It’s a cold day in late April, blustery and damp, so the farmers at DeLaney Community Farm in Aurora are bundled up. It’s the second week of the Yu Meh Community Farmer Training Program, and the water hasn’t been turned on yet — the city will do that next week — so today is inventory.

But not until the crew exercises.

Relatively warm inside the farm’s multipurpose building, the seven farmers form a circle; there’s Heather DeLong, the farm director, and Leah Roco, the assistant director. Then there’s Hamadi, Thang Tee, Yashoda, Sung Ei and Ahmed — all refugees living in Colorado and learning to work the land.

This training program was developed to help refugees get the education they need to become successful local farmers. That means learning what grows well in Colorado and when to plant it; it means working with CSA members and restaurants; it means setting up stalls at the farmers’ market and working with the community; it means crunching numbers and learning about irrigation and making deliveries and knowing about food safety and managing volunteers.

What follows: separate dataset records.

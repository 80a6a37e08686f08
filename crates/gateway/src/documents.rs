//! Document management endpoints over blob storage and the vector index.

use std::sync::Arc;

use {
    axum::{
        Json,
        extract::{Multipart, Path, Query, State, multipart::MultipartError},
    },
    serde::Deserialize,
    serde_json::{Value, json},
    tracing::{info, warn},
};

use crate::{
    error::{ApiError, ApiResult},
    state::GatewayState,
};

#[derive(Debug, Deserialize)]
pub struct PrefixParams {
    pub prefix: Option<String>,
}

#[derive(Debug, Deserialize)]
pub struct InspectParams {
    pub blob_name: Option<String>,
}

#[derive(Debug, Deserialize)]
pub struct DeleteRequest {
    pub blob_names: Vec<String>,
}

fn prefix_or_default(state: &GatewayState, prefix: Option<String>) -> String {
    prefix.unwrap_or_else(|| state.default_prefix.clone())
}

pub async fn list(
    State(state): State<Arc<GatewayState>>,
    Query(params): Query<PrefixParams>,
) -> ApiResult<Json<Value>> {
    let prefix = prefix_or_default(&state, params.prefix);
    let documents = state
        .documents()?
        .list_documents(&prefix)
        .await
        .map_err(|e| ApiError::internal(format!("Error listing documents: {e}")))?;
    Ok(Json(json!({
        "success": true,
        "prefix": prefix,
        "total_documents": documents.len(),
        "documents": documents,
    })))
}

/// Multipart form with one or more `files` parts and an optional `prefix`.
pub async fn upload(State(state): State<Arc<GatewayState>>, mut form: Multipart) -> ApiResult<Json<Value>> {
    let documents = state.documents()?;
    let failed = |e: MultipartError| ApiError::internal(format!("Error uploading documents: {e}"));

    let mut prefix = None;
    let mut files = Vec::new();
    while let Some(field) = form.next_field().await.map_err(failed)? {
        let name = field.name().map(str::to_string);
        match name.as_deref() {
            Some("prefix") => prefix = Some(field.text().await.map_err(failed)?),
            Some("files") => {
                let file_name = field.file_name().unwrap_or("upload").to_string();
                let data = field.bytes().await.map_err(failed)?;
                files.push((file_name, data.to_vec()));
            },
            other => warn!(field = ?other, "ignoring unknown form field"),
        }
    }
    if files.is_empty() {
        return Err(ApiError::bad_request("No files provided"));
    }

    let prefix = prefix
        .filter(|p| !p.trim().is_empty())
        .unwrap_or_else(|| state.default_prefix.clone());
    info!(prefix = %prefix, files = files.len(), "upload requested");
    Ok(Json(documents.upload_and_index(files, &prefix).await))
}

pub async fn delete_many(
    State(state): State<Arc<GatewayState>>,
    Json(req): Json<DeleteRequest>,
) -> ApiResult<Json<Value>> {
    let result = state.documents()?.batch_delete(&req.blob_names).await;
    Ok(Json(json!(result)))
}

pub async fn delete_one(
    State(state): State<Arc<GatewayState>>,
    Path(blob_name): Path<String>,
) -> ApiResult<Json<Value>> {
    let result = state.documents()?.delete_document(&blob_name).await;
    Ok(Json(json!(result)))
}

pub async fn inspect(
    State(state): State<Arc<GatewayState>>,
    Query(params): Query<InspectParams>,
) -> ApiResult<Json<Value>> {
    let blob_name = params.blob_name.as_deref().filter(|b| !b.is_empty());
    Ok(Json(state.documents()?.inspect_sample(blob_name).await))
}

pub async fn schema(State(state): State<Arc<GatewayState>>) -> ApiResult<Json<Value>> {
    Ok(Json(state.documents()?.collection_info().await))
}

/// Index blobs under the prefix that are not in the index yet.
pub async fn reindex(
    State(state): State<Arc<GatewayState>>,
    Query(params): Query<PrefixParams>,
) -> ApiResult<Json<Value>> {
    let prefix = prefix_or_default(&state, params.prefix);
    Ok(Json(state.documents()?.index_incremental(&prefix, None).await))
}
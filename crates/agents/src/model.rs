use async_trait::async_trait;

/// Chat-completion backend.
#[async_trait]
pub trait LlmProvider: Send + Sync {
    fn name(&self) -> &str;

    /// Deployment or model identifier (e.g. "gpt-4o-mini").
    fn id(&self) -> &str;

    /// One completion over OpenAI-shaped `messages`. `tools` holds function
    /// schemas; an empty slice disables tool calling.
    async fn complete(
        &self,
        messages: &[serde_json::Value],
        tools: &[serde_json::Value],
    ) -> anyhow::Result<CompletionResponse>;

    /// Single-turn helper: a system prompt and one user message.
    async fn chat(&self, system: &str, user: &str) -> anyhow::Result<String> {
        let messages = [
            serde_json::json!({ "role": "system", "content": system }),
            serde_json::json!({ "role": "user", "content": user }),
        ];
        let resp = self.complete(&messages, &[]).await?;
        Ok(resp.text.unwrap_or_default())
    }
}

/// Response from an LLM completion call.
#[derive(Debug)]
pub struct CompletionResponse {
    pub text: Option<String>,
    pub tool_calls: Vec<ToolCall>,
    pub usage: Usage,
}

#[derive(Debug, Clone)]
pub struct ToolCall {
    pub id: String,
    pub name: String,
    pub arguments: serde_json::Value,
}

#[derive(Debug, Clone, Default)]
pub struct Usage {
    pub input_tokens: u32,
    pub output_tokens: u32,
}
use dashmap::DashMap;

/// Per-user rolling chat transcript for the top-level assistant.
///
/// Holds `{role, content}` messages ready to be passed as agent history.
/// Only the last `max_messages` entries of each user are kept.
pub struct ConversationBuffer {
    max_messages: usize,
    users: DashMap<String, Vec<serde_json::Value>>,
}

impl ConversationBuffer {
    pub fn new(max_messages: usize) -> Self {
        Self {
            max_messages,
            users: DashMap::new(),
        }
    }

    pub fn history(&self, user_id: &str) -> Vec<serde_json::Value> {
        self.users
            .get(user_id)
            .map(|h| h.value().clone())
            .unwrap_or_default()
    }

    /// Record one completed exchange.
    pub fn push_exchange(&self, user_id: &str, user: &str, assistant: &str) {
        let mut entry = self.users.entry(user_id.to_string()).or_default();
        entry.push(serde_json::json!({ "role": "user", "content": user }));
        entry.push(serde_json::json!({ "role": "assistant", "content": assistant }));
        let excess = entry.len().saturating_sub(self.max_messages);
        if excess > 0 {
            entry.drain(..excess);
        }
    }

    pub fn clear(&self, user_id: &str) {
        self.users.remove(user_id);
    }
}
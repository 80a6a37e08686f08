use {anyhow::Result, async_trait::async_trait, std::collections::HashMap};

/// Agent-callable tool.
#[async_trait]
pub trait AgentTool: Send + Sync {
    fn name(&self) -> &str;
    fn description(&self) -> &str;
    fn parameters_schema(&self) -> serde_json::Value;
    async fn execute(&self, params: serde_json::Value) -> Result<serde_json::Value>;
}

/// Registry of available tools for an agent run.
pub struct ToolRegistry {
    tools: HashMap<String, Box<dyn AgentTool>>,
}

impl Default for ToolRegistry {
    fn default() -> Self {
        Self::new()
    }
}

impl ToolRegistry {
    pub fn new() -> Self {
        Self {
            tools: HashMap::new(),
        }
    }

    pub fn register(&mut self, tool: Box<dyn AgentTool>) {
        self.tools.insert(tool.name().to_string(), tool);
    }

    pub fn get(&self, name: &str) -> Option<&dyn AgentTool> {
        self.tools.get(name).map(|t| t.as_ref())
    }

    pub fn len(&self) -> usize {
        self.tools.len()
    }

    pub fn is_empty(&self) -> bool {
        self.tools.is_empty()
    }

    /// Tool names in alphabetical order.
    pub fn names(&self) -> Vec<&str> {
        let mut names: Vec<&str> = self.tools.keys().map(String::as_str).collect();
        names.sort_unstable();
        names
    }

    /// Function schemas in the chat-completions `tools` format, sorted by name
    /// so requests are stable across runs.
    pub fn list_schemas(&self) -> Vec<serde_json::Value> {
        self.names()
            .into_iter()
            .filter_map(|name| self.tools.get(name))
            .map(|t| {
                serde_json::json!({
                    "type": "function",
                    "function": {
                        "name": t.name(),
                        "description": t.description(),
                        "parameters": t.parameters_schema(),
                    }
                })
            })
            .collect()
    }
}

And it means a lot of physical labor, which is part of the reason why they exercise together.

Plus, DeLong says, it’s just fun. It helps set the tone for the day, often with whacky moves like the “arugula dance,” which DeLong uses to close the day’s exercise circle. Before they move on to do inventory, the team stacks their hands on top of one another for a classic pre-game show of camaraderie.

Go team

DeLong has been a full-time employee with DeLaney for 13 years. During that time, the farm has engaged the larger community in a number of ways, from a six-month program that taught Somali Bantu refugees to farm, to one that gave mothers with food assistance access to healthy food, to CSA memberships and internship programs for students.

But a couple of years ago DeLong says she felt a need to shift the farm’s focus.

“People in grad school, after they leave the internship here they go on to get a job somewhere and that’s great, but I started to question what is it we’re trying to do or accomplish,” she says. “If someone as a refugee goes through a six-month program, then what? They still often have issues with taking the bus, with speaking English, a long laundry list of challenges. So we decided to come together and focus our energies on making this a refugee-training farm.”

With primary funding from Project Worthmore, a nonprofit that provides multifaceted support to the local refugee community, and Denver Urban Gardens, DeLaney is able to hire a few refugee farmers from mid-April to Oct. 31 for the Yu Meh Community Farmer Training Program. If the program suits the farmer, they are welcome to come back the following year. This is year one for Thang Tee, Yashoda and Ahmed, but it’s Sung Ei’s third year, having volunteered the previous two.

And then there’s Hamadi.

“Hamadi and I have been working together for 13 years,” DeLong says. “He was a part of the [Somali Buntu] program in 2006. When that ended in 2009, Hamadi showed up in 2010. I told him, ‘Hamadi, we don’t have any money to pay you.’ And Hamadi said, ‘I don’t care. This is my farm.’”

From 2010 to 2016, DeLong says Hamadi volunteered at DeLaney between 15 and 25 hours a week.

“So in 2017 when we started [the Yu Meh program], he was the first person we hired.”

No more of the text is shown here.